- _INFORMATION GIVEN_
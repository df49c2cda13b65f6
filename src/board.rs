// Mapping di quadrati: A1=0, B1=1, ..., H8=63
// Ogni casella contiene uno stack di 0, 1 o 2 pezzi dello stesso colore;
// il fondo dello stack è l'indice 0.

use arrayvec::ArrayVec;
use thiserror::Error;

use crate::utils::{make_square, parse_square, square_file, square_name, square_rank};
use crate::zobrist;

pub const START_FEN: &str = "rnbqkbnr/pppppppp/8/8/8/8/PPPPPPPP/RNBQKBNR w KQkq - 0 1";

// Castling rights bits
pub const WK: u8 = 1;
pub const WQ: u8 = 2;
pub const BK: u8 = 4;
pub const BQ: u8 = 8;

// Rights-relevant squares
pub const A1: u8 = 0;
pub const E1: u8 = 4;
pub const H1: u8 = 7;
pub const A8: u8 = 56;
pub const E8: u8 = 60;
pub const H8: u8 = 63;

#[derive(Debug, Clone, Copy, PartialEq, Eq, Hash)]
pub enum Color {
    White = 0,
    Black = 1,
}

impl Color {
    #[inline]
    pub fn opposite(self) -> Color {
        match self {
            Color::White => Color::Black,
            Color::Black => Color::White,
        }
    }

    #[inline]
    pub fn index(self) -> usize {
        self as usize
    }

    /// Rank holding this color's unmoved pawns (rank 2 / rank 7)
    #[inline]
    pub fn pawn_start_rank(self) -> u8 {
        match self {
            Color::White => 1,
            Color::Black => 6,
        }
    }

    #[inline]
    pub fn promotion_rank(self) -> u8 {
        match self {
            Color::White => 7,
            Color::Black => 0,
        }
    }

    #[inline]
    pub fn back_rank(self) -> u8 {
        match self {
            Color::White => 0,
            Color::Black => 7,
        }
    }

    /// Forward square delta for this color's pawns
    #[inline]
    pub fn pawn_direction(self) -> i8 {
        match self {
            Color::White => 8,
            Color::Black => -8,
        }
    }
}

#[derive(Debug, Clone, Copy, PartialEq, Eq, Hash)]
pub enum PieceKind {
    Pawn = 0,
    Knight = 1,
    Bishop = 2,
    Rook = 3,
    Queen = 4,
    King = 5,
}

#[derive(Debug, Clone, Copy, PartialEq, Eq, Hash)]
pub struct Piece {
    pub color: Color,
    pub kind: PieceKind,
}

impl Piece {
    #[inline]
    pub fn new(color: Color, kind: PieceKind) -> Piece {
        Piece { color, kind }
    }

    /// Table index: kind in the low 3 bits (1..=6), color in bit 3
    #[inline]
    pub fn index(self) -> usize {
        ((self.color as usize) << 3) | (self.kind as usize + 1)
    }

    pub fn to_char(self) -> char {
        let c = match self.kind {
            PieceKind::Pawn => 'p',
            PieceKind::Knight => 'n',
            PieceKind::Bishop => 'b',
            PieceKind::Rook => 'r',
            PieceKind::Queen => 'q',
            PieceKind::King => 'k',
        };
        match self.color {
            Color::White => c.to_ascii_uppercase(),
            Color::Black => c,
        }
    }

    pub fn from_char(c: char) -> Option<Piece> {
        let color = if c.is_ascii_uppercase() {
            Color::White
        } else {
            Color::Black
        };
        let kind = match c.to_ascii_lowercase() {
            'p' => PieceKind::Pawn,
            'n' => PieceKind::Knight,
            'b' => PieceKind::Bishop,
            'r' => PieceKind::Rook,
            'q' => PieceKind::Queen,
            'k' => PieceKind::King,
            _ => return None,
        };
        Some(Piece::new(color, kind))
    }
}

/// Stack di caselle: al massimo due pezzi, fondo per primo
#[derive(Debug, Clone, PartialEq, Eq, Default)]
pub struct SquareStack {
    pieces: ArrayVec<Piece, 2>,
}

impl SquareStack {
    #[inline]
    pub fn empty() -> SquareStack {
        SquareStack::default()
    }

    #[inline]
    pub fn single(piece: Piece) -> SquareStack {
        let mut stack = SquareStack::default();
        stack.pieces.push(piece);
        stack
    }

    #[inline]
    pub fn is_empty(&self) -> bool {
        self.pieces.is_empty()
    }

    /// True when two pieces share the square
    #[inline]
    pub fn is_stack(&self) -> bool {
        self.pieces.len() == 2
    }

    #[inline]
    pub fn count(&self) -> usize {
        self.pieces.len()
    }

    #[inline]
    pub fn get(&self, index: usize) -> Option<Piece> {
        self.pieces.get(index).copied()
    }

    #[inline]
    pub fn top(&self) -> Option<Piece> {
        self.pieces.last().copied()
    }

    #[inline]
    pub fn bottom(&self) -> Option<Piece> {
        self.pieces.first().copied()
    }

    #[inline]
    pub fn push(&mut self, piece: Piece) {
        self.pieces.push(piece);
    }

    #[inline]
    pub fn remove(&mut self, index: usize) -> Piece {
        self.pieces.remove(index)
    }

    #[inline]
    pub fn clear(&mut self) {
        self.pieces.clear();
    }

    #[inline]
    pub fn iter(&self) -> impl Iterator<Item = Piece> + '_ {
        self.pieces.iter().copied()
    }

    #[inline]
    pub fn as_slice(&self) -> &[Piece] {
        &self.pieces
    }
}

#[derive(Debug, Clone, Copy, PartialEq, Eq, Hash)]
pub enum MoveKind {
    Normal,
    Capture,
    Klik,
    Unklik,
    UnklikKlik,
    EnPassant,
    CastleK,
    CastleQ,
    CastleKKlik,
    CastleQKlik,
    Promotion,
    PromotionCapture,
}

impl MoveKind {
    /// Kinds that remove an enemy piece by definition. An Unklik onto an
    /// enemy square also captures; that is decided from the board.
    #[inline]
    pub fn is_capture(self) -> bool {
        matches!(
            self,
            MoveKind::Capture | MoveKind::EnPassant | MoveKind::PromotionCapture
        )
    }

    pub fn name(self) -> &'static str {
        match self {
            MoveKind::Normal => "NORMAL",
            MoveKind::Capture => "CAPTURE",
            MoveKind::Klik => "KLIK",
            MoveKind::Unklik => "UNKLIK",
            MoveKind::UnklikKlik => "UNKLIK_KLIK",
            MoveKind::EnPassant => "EN_PASSANT",
            MoveKind::CastleK => "CASTLE_K",
            MoveKind::CastleQ => "CASTLE_Q",
            MoveKind::CastleKKlik => "CASTLE_K_KLIK",
            MoveKind::CastleQKlik => "CASTLE_Q_KLIK",
            MoveKind::Promotion => "PROMOTION",
            MoveKind::PromotionCapture => "PROMOTION_CAPTURE",
        }
    }
}

/// Mossa codificata come record di valori.
///
/// `unklik_index` seleziona quale pezzo dello stack di partenza si muove:
/// 0 = fondo, 1 = cima, [`Move::COMBINED`] = entrambi insieme.
#[derive(Debug, Clone, Copy, PartialEq, Eq, Hash)]
pub struct Move {
    pub from: u8,
    pub to: u8,
    pub kind: MoveKind,
    pub unklik_index: i8,
    pub promotion: Option<PieceKind>,
}

impl Move {
    pub const COMBINED: i8 = -1;

    #[inline]
    pub fn new(from: u8, to: u8, kind: MoveKind) -> Move {
        Move {
            from,
            to,
            kind,
            unklik_index: 0,
            promotion: None,
        }
    }

    #[inline]
    pub fn with_index(from: u8, to: u8, kind: MoveKind, unklik_index: i8) -> Move {
        Move {
            from,
            to,
            kind,
            unklik_index,
            promotion: None,
        }
    }

    #[inline]
    pub fn with_promotion(
        from: u8,
        to: u8,
        kind: MoveKind,
        unklik_index: i8,
        promotion: PieceKind,
    ) -> Move {
        Move {
            from,
            to,
            kind,
            unklik_index,
            promotion: Some(promotion),
        }
    }

    #[inline]
    pub fn is_combined(&self) -> bool {
        self.unklik_index == Move::COMBINED
    }

    /// UCI-style string with the Klikschaak extensions:
    /// `k` klik, `u<i>` unklik, `U<i>` unklik-klik
    pub fn to_uci(&self) -> String {
        let mut s = square_name(self.from);
        s.push_str(&square_name(self.to));

        if let Some(kind) = self.promotion {
            s.push(match kind {
                PieceKind::Knight => 'n',
                PieceKind::Bishop => 'b',
                PieceKind::Rook => 'r',
                PieceKind::Queen => 'q',
                _ => '?',
            });
        }

        match self.kind {
            MoveKind::Klik => s.push('k'),
            MoveKind::Unklik => {
                s.push('u');
                s.push((b'0' + self.unklik_index as u8) as char);
            }
            MoveKind::UnklikKlik => {
                s.push('U');
                s.push((b'0' + self.unklik_index as u8) as char);
            }
            _ => {}
        }

        s
    }
}

#[derive(Debug, Clone, PartialEq, Eq, Error)]
pub enum FenError {
    #[error("expected at least 4 FEN fields, found {0}")]
    MissingFields(usize),
    #[error("invalid piece character '{0}'")]
    InvalidPiece(char),
    #[error("unterminated stack group")]
    UnterminatedStack,
    #[error("stack holds more than two pieces")]
    OversizedStack,
    #[error("stack with mixed colors")]
    MixedStack,
    #[error("king inside a stack")]
    KingInStack,
    #[error("piece placement runs off the board")]
    OutOfBounds,
    #[error("invalid side to move '{0}'")]
    InvalidSide(String),
    #[error("invalid castling character '{0}'")]
    InvalidCastling(char),
    #[error("invalid en passant square '{0}'")]
    InvalidEnPassant(String),
    #[error("invalid clock value '{0}'")]
    InvalidClock(String),
}

/// Record di rollback per unmake_move: stack precedenti delle caselle
/// toccate più tutto lo stato scalare.
#[derive(Debug, Clone)]
pub struct Undo {
    touched: ArrayVec<(u8, SquareStack), 4>,
    castling: u8,
    ep_square: Option<u8>,
    halfmove_clock: u16,
    fullmove: u16,
    king_sq: [Option<u8>; 2],
    unmoved_pawns: [u8; 2],
    zobrist: u64,
}

#[derive(Debug, Clone, PartialEq, Eq)]
pub struct Board {
    squares: [SquareStack; 64],
    pub side_to_move: Color,
    pub castling: u8,
    pub ep_square: Option<u8>,
    pub halfmove_clock: u16,
    pub fullmove: u16,
    pub king_sq: [Option<u8>; 2],
    /// Per colore, bit per colonna: pedone ancora fermo sulla traversa iniziale
    pub unmoved_pawns: [u8; 2],
    pub zobrist: u64,
}
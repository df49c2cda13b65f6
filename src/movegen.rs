// Move generation for the stacked board.
//
// Pseudo-legal moves are produced by dispatching on the contents of each
// square: single pieces generate normal/capture/klik moves, 2-stacks
// generate per-piece unklik moves plus combined moves of the whole stack.
// Legal generation filters through make / is_attacked / unmake.

use arrayvec::ArrayVec;

use crate::board::{Board, Color, Move, MoveKind, Piece, PieceKind, Undo, BK, BQ, WK, WQ};
use crate::utils::{
    king_targets, knight_targets, make_square, pop_lsb, square_file, square_rank,
    BISHOP_DIRECTIONS, QUEEN_DIRECTIONS, ROOK_DIRECTIONS,
};

const PROMOTION_KINDS: [PieceKind; 4] = [
    PieceKind::Queen,
    PieceKind::Rook,
    PieceKind::Bishop,
    PieceKind::Knight,
];

/// Upper bound on slider targets (queen from a center square reaches 27)
type Targets = ArrayVec<u8, 28>;
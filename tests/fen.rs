//! Extended-FEN round trips, including `(XY)` stack groups, and parse
//! error surfacing.

use klikschaak::board::{Board, FenError, START_FEN};

#[test]
fn canonical_fens_round_trip() {
    let fens = [
        START_FEN,
        "r3k2r/p1ppqpb1/bn2pnp1/3PN3/1p2P3/2N2Q1p/PPPBBPPP/R3K2R w KQkq - 0 1",
        "4k3/8/8/8/4(NP)3/8/8/4K3 w - - 0 1",
        "4k3/8/8/3p(NP)3/8/8/8/4K3 w - d6 0 1",
        "4k3/8/8/8/2(qr)5/8/8/4K3 b - - 3 21",
        "4k3/8/8/8/8/8/8/4K2(RB) w K - 0 1",
        "8/4(NP)3/8/8/8/8/8/4K2k w - - 0 1",
        "8/8/8/8/(PP)7/8/8/4K2k w - - 99 120",
    ];
    for fen in fens {
        let board = Board::from_fen(fen).unwrap();
        assert_eq!(board.to_fen(), *fen, "emit differs from canonical input");

        let reparsed = Board::from_fen(&board.to_fen()).unwrap();
        assert_eq!(reparsed, board, "parse(write(B)) != B for {fen}");
        assert_eq!(reparsed.zobrist, board.zobrist);
    }
}

#[test]
fn state_fields_survive_the_trip() {
    let board = Board::from_fen("4k3/8/8/3p(NP)3/8/8/8/4K3 w - d6 7 42").unwrap();
    assert_eq!(board.ep_square, Some(43)); // d6
    assert_eq!(board.halfmove_clock, 7);
    assert_eq!(board.fullmove, 42);

    let again = Board::from_fen(&board.to_fen()).unwrap();
    assert_eq!(again.ep_square, Some(43));
    assert_eq!(again.halfmove_clock, 7);
    assert_eq!(again.fullmove, 42);
}

#[test]
fn unmoved_pawn_mask_is_rebuilt_from_the_start_rank() {
    // e-pawn already advanced: its file bit must be clear
    let board =
        Board::from_fen("rnbqkbnr/pppppppp/8/8/4P3/8/PPPP1PPP/RNBQKBNR b KQkq - 0 1").unwrap();
    assert_eq!(board.unmoved_pawns[0], 0xFF & !(1 << 4));
    assert_eq!(board.unmoved_pawns[1], 0xFF);

    // A pawn inside a stack on the start rank still counts as unmoved
    let board = Board::from_fen("4k3/8/8/8/8/8/4(PN)3/4K3 w - - 0 1").unwrap();
    assert_eq!(board.unmoved_pawns[0], 1 << 4);
}

#[test]
fn four_field_fen_defaults_the_clocks() {
    let board = Board::from_fen("4k3/8/8/8/8/8/8/4K3 w - -").unwrap();
    assert_eq!(board.halfmove_clock, 0);
    assert_eq!(board.fullmove, 1);
}

#[test]
fn malformed_fens_surface_errors() {
    assert!(matches!(
        Board::from_fen("4k3/8/8/8/8/8/8/4X3 w - - 0 1"),
        Err(FenError::InvalidPiece('X'))
    ));
    assert!(matches!(
        Board::from_fen("4k3/8/8/8/8/8/8/4K3 x - - 0 1"),
        Err(FenError::InvalidSide(_))
    ));
    assert!(matches!(
        Board::from_fen("4k3/8/8/8/8/8/8/4K3 w KZ - 0 1"),
        Err(FenError::InvalidCastling('Z'))
    ));
    assert!(matches!(
        Board::from_fen("4k3/8/8/8/8/8/8/4K3 w - e4 0 1"),
        Err(FenError::InvalidEnPassant(_))
    ));
    assert!(matches!(
        Board::from_fen("4k3/8/8/8/8/8/8/4K3 w - - zz 1"),
        Err(FenError::InvalidClock(_))
    ));
    assert!(matches!(
        Board::from_fen("rnbqkbnr/pppppppp"),
        Err(FenError::MissingFields(1))
    ));
}
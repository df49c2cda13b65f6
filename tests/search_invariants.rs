//! Search behavior invariants: mate handling, timeout semantics, bounded
//! transposition table, and the search leaving its board untouched.

use klikschaak::board::{Board, Color, START_FEN};
use klikschaak::eval::CHECKMATE_SCORE;
use klikschaak::{Search, SearchParams};

#[test]
fn search_board_is_unchanged_after_search() {
    let board = Board::from_fen(START_FEN).unwrap();
    let fen_before = board.to_fen();
    let zobrist_before = board.zobrist;

    let mut search = Search::new(board, SearchParams::new().max_depth(4));
    let (best, _) = search.search(None);
    assert!(best.is_some());
    assert_eq!(search.board().to_fen(), fen_before);
    assert_eq!(search.board().zobrist, zobrist_before);
}

#[test]
fn mate_in_one_scores_near_checkmate() {
    let board = Board::from_fen("6k1/5ppp/8/8/8/8/8/R3K3 w Q - 0 1").unwrap();
    let mut search = Search::new(board, SearchParams::new().max_depth(4));
    let (best, info) = search.search(None);

    let best = best.expect("mating move");
    assert_eq!(best.to_uci(), "a1a8");
    assert!(
        info.score > CHECKMATE_SCORE - 100,
        "mate score offset by depth, got {}",
        info.score
    );
}

#[test]
fn shorter_mate_is_preferred() {
    // Two rooks ladder: mate in one available, search must take it rather
    // than a slower mate
    let board = Board::from_fen("6k1/R7/1R6/8/8/8/8/4K3 w - - 0 1").unwrap();
    let mut search = Search::new(board, SearchParams::new().max_depth(5));
    let (best, _) = search.search(None);
    let best = best.expect("mating move");
    assert_eq!(best.to_uci(), "b6b8", "rank-8 mate with the a7 rook guarding");
}

#[test]
fn checkmate_and_stalemate_return_no_move() {
    let board =
        Board::from_fen("rnb1kbnr/pppp1ppp/4p3/8/6Pq/5P2/PPPPP2P/RNBQKBNR w KQkq - 1 3").unwrap();
    let mut search = Search::with_board(board);
    let (best, _) = search.search(Some(3));
    assert!(best.is_none());
    assert!(search.board().is_in_check(Color::White), "mate, not stalemate");

    let board = Board::from_fen("k7/2Q5/1K6/8/8/8/8/8 b - - 0 1").unwrap();
    let mut search = Search::with_board(board);
    let (best, _) = search.search(Some(3));
    assert!(best.is_none());
    assert!(!search.board().is_in_check(Color::Black), "stalemate, not mate");
}

#[test]
fn timeout_returns_best_of_completed_depths() {
    let board = Board::from_fen(START_FEN).unwrap();
    let params = SearchParams::new().max_depth(40).time_limit(50);
    let mut search = Search::new(board, params);

    let (best, info) = search.search(None);
    assert!(best.is_some(), "timeout still yields a move");
    assert!(info.depth < 40, "depth 40 cannot complete in 50ms");
}

#[test]
fn transposition_table_is_bounded() {
    let board = Board::from_fen(START_FEN).unwrap();
    let params = SearchParams::new().max_depth(4).tt_entries(1024);
    let mut search = Search::new(board, params);
    search.search(None);

    assert_eq!(search.tt().capacity(), 1024);
    assert!(search.tt().occupied() <= 1024);
    assert!(search.tt().occupied() > 0, "search stores entries");

    search.clear();
    assert_eq!(search.tt().occupied(), 0);
}

#[test]
fn depth_reports_grow_monotonically() {
    let board = Board::from_fen(START_FEN).unwrap();
    let mut search = Search::new(board, SearchParams::new().max_depth(4));
    search.search(None);

    let reports = &search.stats().depth_reports;
    assert_eq!(reports.len(), 4);
    for (i, info) in reports.iter().enumerate() {
        assert_eq!(info.depth as usize, i + 1);
    }
    for pair in reports.windows(2) {
        assert!(pair[1].nodes >= pair[0].nodes, "node counts are cumulative");
    }
}
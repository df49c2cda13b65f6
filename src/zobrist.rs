// Zobrist hashing with precomputed key tables
//
// Keys are drawn from a seeded splitmix64 stream so hashes are stable across
// runs. The piece dimension is indexed by the 4-bit piece encoding (kind in
// the low 3 bits, color in bit 3) and carries a stack-layer axis: the same
// piece hashes differently on the bottom or the top of a stack.

use crate::board::Board;
use std::sync::OnceLock;

pub struct ZobristKeys {
    /// piece[piece_index][stack_layer][square]
    pub piece: [[[u64; 64]; 2]; 15],
    pub turn: u64,
    pub castling: [u64; 16],
    pub ep_file: [u64; 8],
}

static KEYS: OnceLock<ZobristKeys> = OnceLock::new();

const SEED: u64 = 0x4b6c_696b_7363_6861; // "Klikscha"

fn split_mix64(x: u64) -> u64 {
    let mut z = x.wrapping_add(0x9e37_79b9_7f4a_7c15);
    z = (z ^ (z >> 30)).wrapping_mul(0xbf58_476d_1ce4_e5b9);
    z = (z ^ (z >> 27)).wrapping_mul(0x94d0_49bb_1331_11eb);
    z ^ (z >> 31)
}

fn build_keys() -> ZobristKeys {
    let mut state = SEED;
    let mut next = || {
        state = state.wrapping_add(0x9e37_79b9_7f4a_7c15);
        split_mix64(state)
    };

    let mut piece = [[[0u64; 64]; 2]; 15];
    for keys in piece.iter_mut() {
        for layer in keys.iter_mut() {
            for key in layer.iter_mut() {
                *key = next();
            }
        }
    }

    let turn = next();

    let mut castling = [0u64; 16];
    for key in castling.iter_mut() {
        *key = next();
    }

    let mut ep_file = [0u64; 8];
    for key in ep_file.iter_mut() {
        *key = next();
    }

    ZobristKeys {
        piece,
        turn,
        castling,
        ep_file,
    }
}

#[inline(always)]
pub fn init_zobrist() {
    KEYS.get_or_init(build_keys);
}

#[inline]
pub fn keys() -> &'static ZobristKeys {
    KEYS.get_or_init(build_keys)
}

/// Full hash of a position. Stack layer 0 is the bottom piece.
pub fn compute(board: &Board) -> u64 {
    let keys = keys();
    let mut h = 0u64;

    for sq in 0..64u8 {
        for (layer, piece) in board.stack_at(sq).iter().enumerate() {
            h ^= keys.piece[piece.index()][layer][sq as usize];
        }
    }

    if board.side_to_move == crate::board::Color::Black {
        h ^= keys.turn;
    }

    h ^= keys.castling[board.castling as usize];

    if let Some(ep) = board.ep_square {
        h ^= keys.ep_file[(ep & 7) as usize];
    }

    h
}

#[cfg(test)]
mod tests {
    use super::*;
    use crate::board::{Board, START_FEN};

    #[test]
    fn test_keys_are_stable() {
        let a = keys().piece[1][0][0];
        let b = keys().piece[1][0][0];
        assert_eq!(a, b);
        assert_ne!(keys().piece[1][0][0], keys().piece[1][1][0]);
    }

    #[test]
    fn test_stack_order_changes_hash() {
        crate::init();
        let mut a = Board::new();
        a.set_from_fen("4k3/8/8/8/4(NP)3/8/8/4K3 w - - 0 1").unwrap();
        let mut b = Board::new();
        b.set_from_fen("4k3/8/8/8/4(PN)3/8/8/4K3 w - - 0 1").unwrap();
        assert_ne!(compute(&a), compute(&b));
    }

    #[test]
    fn test_equal_boards_equal_hash() {
        crate::init();
        let mut a = Board::new();
        a.set_from_fen(START_FEN).unwrap();
        let mut b = Board::new();
        b.set_from_fen(START_FEN).unwrap();
        assert_eq!(compute(&a), compute(&b));
        assert_eq!(a.zobrist, b.zobrist);
    }
}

- _TASK BRIEF_
Beginning with the first line of the listing above, please write out every line exactly until you reach the line that contains "pub struct Piece", and include that one too.

- _ANSWER SPACE_
repository df49c2cda13b65f6
filename src/board.rs
// Mapping di quadrati: A1=0, B1=1, ..., H8=63
// Ogni casella contiene uno stack di 0, 1 o 2 pezzi dello stesso colore;
// il fondo dello stack è l'indice 0.

use arrayvec::ArrayVec;
use thiserror::Error;

use crate::utils::{make_square, parse_square, square_file, square_name, square_rank};
use crate::zobrist;

pub const START_FEN: &str = "rnbqkbnr/pppppppp/8/8/8/8/PPPPPPPP/RNBQKBNR w KQkq - 0 1";

// Castling rights bits
pub const WK: u8 = 1;
pub const WQ: u8 = 2;
pub const BK: u8 = 4;
pub const BQ: u8 = 8;

// Rights-relevant squares
pub const A1: u8 = 0;
pub const E1: u8 = 4;
pub const H1: u8 = 7;
pub const A8: u8 = 56;
pub const E8: u8 = 60;
pub const H8: u8 = 63;

#[derive(Debug, Clone, Copy, PartialEq, Eq, Hash)]
pub enum Color {
    White = 0,
    Black = 1,
}

impl Color {
    #[inline]
    pub fn opposite(self) -> Color {
        match self {
            Color::White => Color::Black,
            Color::Black => Color::White,
        }
    }

    #[inline]
    pub fn index(self) -> usize {
        self as usize
    }

    /// Rank holding this color's unmoved pawns (rank 2 / rank 7)
    #[inline]
    pub fn pawn_start_rank(self) -> u8 {
        match self {
            Color::White => 1,
            Color::Black => 6,
        }
    }

    #[inline]
    pub fn promotion_rank(self) -> u8 {
        match self {
            Color::White => 7,
            Color::Black => 0,
        }
    }

    #[inline]
    pub fn back_rank(self) -> u8 {
        match self {
            Color::White => 0,
            Color::Black => 7,
        }
    }

    /// Forward square delta for this color's pawns
    #[inline]
    pub fn pawn_direction(self) -> i8 {
        match self {
            Color::White => 8,
            Color::Black => -8,
        }
    }
}

#[derive(Debug, Clone, Copy, PartialEq, Eq, Hash)]
pub enum PieceKind {
    Pawn = 0,
    Knight = 1,
    Bishop = 2,
    Rook = 3,
    Queen = 4,
    King = 5,
}

#[derive(Debug, Clone, Copy, PartialEq, Eq, Hash)]
pub struct Piece {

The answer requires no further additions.